De hecho, por más que Walter repita cada tanto «lo hice por mi familia», enseguida se entiende que hay algo más. Esto queda claro, quizás demasiado, en los últimos episodios: lo que él quiere construir es un «imperio», léase (entre otras cosas) resarcirse por haber abandonado en su juventud la sociedad con unos amigos, que pudo hacerlo billonario. Es decir, lo que quiere es reconstruirse a sí mismo.
Una pregunta final: ¿qué impacto tendrá el fin de la serie? Gilligan ya ha anunciado que no contentará a todos, pero eso es una obviedad. ¿Terminará, inevitablemente, «mal»? Ya hemos presenciado ciertas decepciones (exageradas): en el final de House, por ejemplo. Pero no habría que darle tanta importancia a esto; me atrevería a proponer que, en una serie, y una tan extensa, el final, aun siendo el resultado consciente, y por lo tanto significativo, de una elección entre (pocas) alternativas, no alcanza a resignificar absolutamente todo lo anterior (como se vio más claramente en Lost).
Hay pocas opciones.

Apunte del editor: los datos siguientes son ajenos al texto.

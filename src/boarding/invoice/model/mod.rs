use std::fmt;

use chrono::{Datelike, NaiveDate};
use serde::ser::SerializeMap;
use serde::{Deserialize, Serialize, Serializer};

/// Placeholder in the payment-note template replaced by the billing month.
pub const MONTH_PLACEHOLDER: &str = "{thang}";

/// The closed set of attributes every room record carries.
#[derive(Debug, Clone, Copy, PartialEq, Eq, PartialOrd, Ord, Hash)]
pub enum CanonicalField {
    RoomName,
    TenantName,
    RoomRent,
    OccupantCount,
    ElectricPrevious,
    ElectricCurrent,
    ElectricUnits,
    ElectricCost,
    WaterCost,
    ServiceFee,
    TotalDue,
}

impl CanonicalField {
    /// Number of canonical fields.
    pub const COUNT: usize = 11;

    /// Every field, in sheet column order.
    pub const ALL: [CanonicalField; Self::COUNT] = [
        CanonicalField::RoomName,
        CanonicalField::TenantName,
        CanonicalField::RoomRent,
        CanonicalField::OccupantCount,
        CanonicalField::ElectricPrevious,
        CanonicalField::ElectricCurrent,
        CanonicalField::ElectricUnits,
        CanonicalField::ElectricCost,
        CanonicalField::WaterCost,
        CanonicalField::ServiceFee,
        CanonicalField::TotalDue,
    ];

    /// Column header as the landlord writes it in the sheet.
    pub fn header(self) -> &'static str {
        match self {
            CanonicalField::RoomName => "TÊN PHÒNG",
            CanonicalField::TenantName => "TÊN",
            CanonicalField::RoomRent => "TIỀN PHÒNG",
            CanonicalField::OccupantCount => "SỐ NGƯỜI",
            CanonicalField::ElectricPrevious => "ĐIỆN CŨ",
            CanonicalField::ElectricCurrent => "ĐIỆN MỚI",
            CanonicalField::ElectricUnits => "TỔNG SỐ ĐIỆN",
            CanonicalField::ElectricCost => "TỔNG TIỀN ĐIỆN",
            CanonicalField::WaterCost => "NƯỚC",
            CanonicalField::ServiceFee => "DV",
            CanonicalField::TotalDue => "TỔNG TIỀN PHẢI THANH TOÁN",
        }
    }

    fn position(self) -> usize {
        self as usize
    }
}

impl fmt::Display for CanonicalField {
    fn fmt(&self, f: &mut fmt::Formatter<'_>) -> fmt::Result {
        f.write_str(self.header())
    }
}

/// One room's row, with a value for every [`CanonicalField`].
///
/// Values are kept exactly as the sheet formats them; amounts such as
/// `1,200,000 đ` are never parsed.
#[derive(Debug, Clone, PartialEq, Eq, Default)]
pub struct RoomRecord {
    values: [String; CanonicalField::COUNT],
}

impl RoomRecord {
    /// Builds a record from `(field, value)` pairs; absent fields stay empty.
    pub fn from_pairs<I, S>(pairs: I) -> Self
    where
        I: IntoIterator<Item = (CanonicalField, S)>,
        S: Into<String>,
    {
        let mut values: [String; CanonicalField::COUNT] = Default::default();
        for (field, value) in pairs {
            values[field.position()] = value.into();
        }
        Self { values }
    }

    /// Value of `field`, empty when the sheet had nothing for it.
    pub fn get(&self, field: CanonicalField) -> &str {
        &self.values[field.position()]
    }

    pub fn room_name(&self) -> &str {
        self.get(CanonicalField::RoomName)
    }

    pub fn tenant_name(&self) -> &str {
        self.get(CanonicalField::TenantName)
    }

    /// Iterates over every field with its value, in canonical order.
    pub fn iter(&self) -> impl Iterator<Item = (CanonicalField, &str)> {
        CanonicalField::ALL
            .iter()
            .map(move |&field| (field, self.get(field)))
    }
}

impl Serialize for RoomRecord {
    fn serialize<S: Serializer>(&self, serializer: S) -> Result<S::Ok, S::Error> {
        let mut map = serializer.serialize_map(Some(CanonicalField::COUNT))?;
        for (field, value) in self.iter() {
            map.serialize_entry(field.header(), value)?;
        }
        map.end()
    }
}

/// Bank transfer details printed on every invoice.
#[derive(Debug, Clone, PartialEq, Eq, Serialize, Deserialize)]
pub struct PaymentSettings {
    pub bank_name: String,
    pub account_number: String,
    pub account_name: String,
    /// Transfer note template; may contain [`MONTH_PLACEHOLDER`].
    pub payment_note: String,
}

impl PaymentSettings {
    /// Transfer note with the month placeholder filled in.
    pub fn note_for(&self, period: &BillingPeriod) -> String {
        self.payment_note
            .replacen(MONTH_PLACEHOLDER, &period.month.to_string(), 1)
    }
}

/// The month an invoice is issued for, plus the date it is issued on.
#[derive(Debug, Clone, Copy, PartialEq, Eq)]
pub struct BillingPeriod {
    pub month: u32,
    pub year: i32,
    pub issued_on: NaiveDate,
}

impl BillingPeriod {
    /// Billing period for the month containing `date`.
    pub fn containing(date: NaiveDate) -> Self {
        Self {
            month: date.month(),
            year: date.year(),
            issued_on: date,
        }
    }

    /// Billing period for the current local date.
    pub fn current() -> Self {
        Self::containing(chrono::Local::now().date_naive())
    }

    /// Overrides month and/or year while keeping the issue date.
    pub fn with_overrides(self, month: Option<u32>, year: Option<i32>) -> Self {
        Self {
            month: month.unwrap_or(self.month),
            year: year.unwrap_or(self.year),
            issued_on: self.issued_on,
        }
    }

    /// `month/year`, the way invoices label the period.
    pub fn label(&self) -> String {
        format!("{}/{}", self.month, self.year)
    }
}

Veremos cuál de ellas nos tiene reservada BB. Quizás haya una sorpresa (sobre todo, si se piensa en una película futura, como ha sugerido Cranston). Escribo este artículo ahora, cuando aún no lo sabemos, para adelantarme a negar o minimizar cualquier brusca resignificación que un final produciría en un sentido o en otro. Lo que seguirá importando es ese viaje (compartido) al corazón de las tinieblas: las que están, a su vez, en el corazón del protagonista.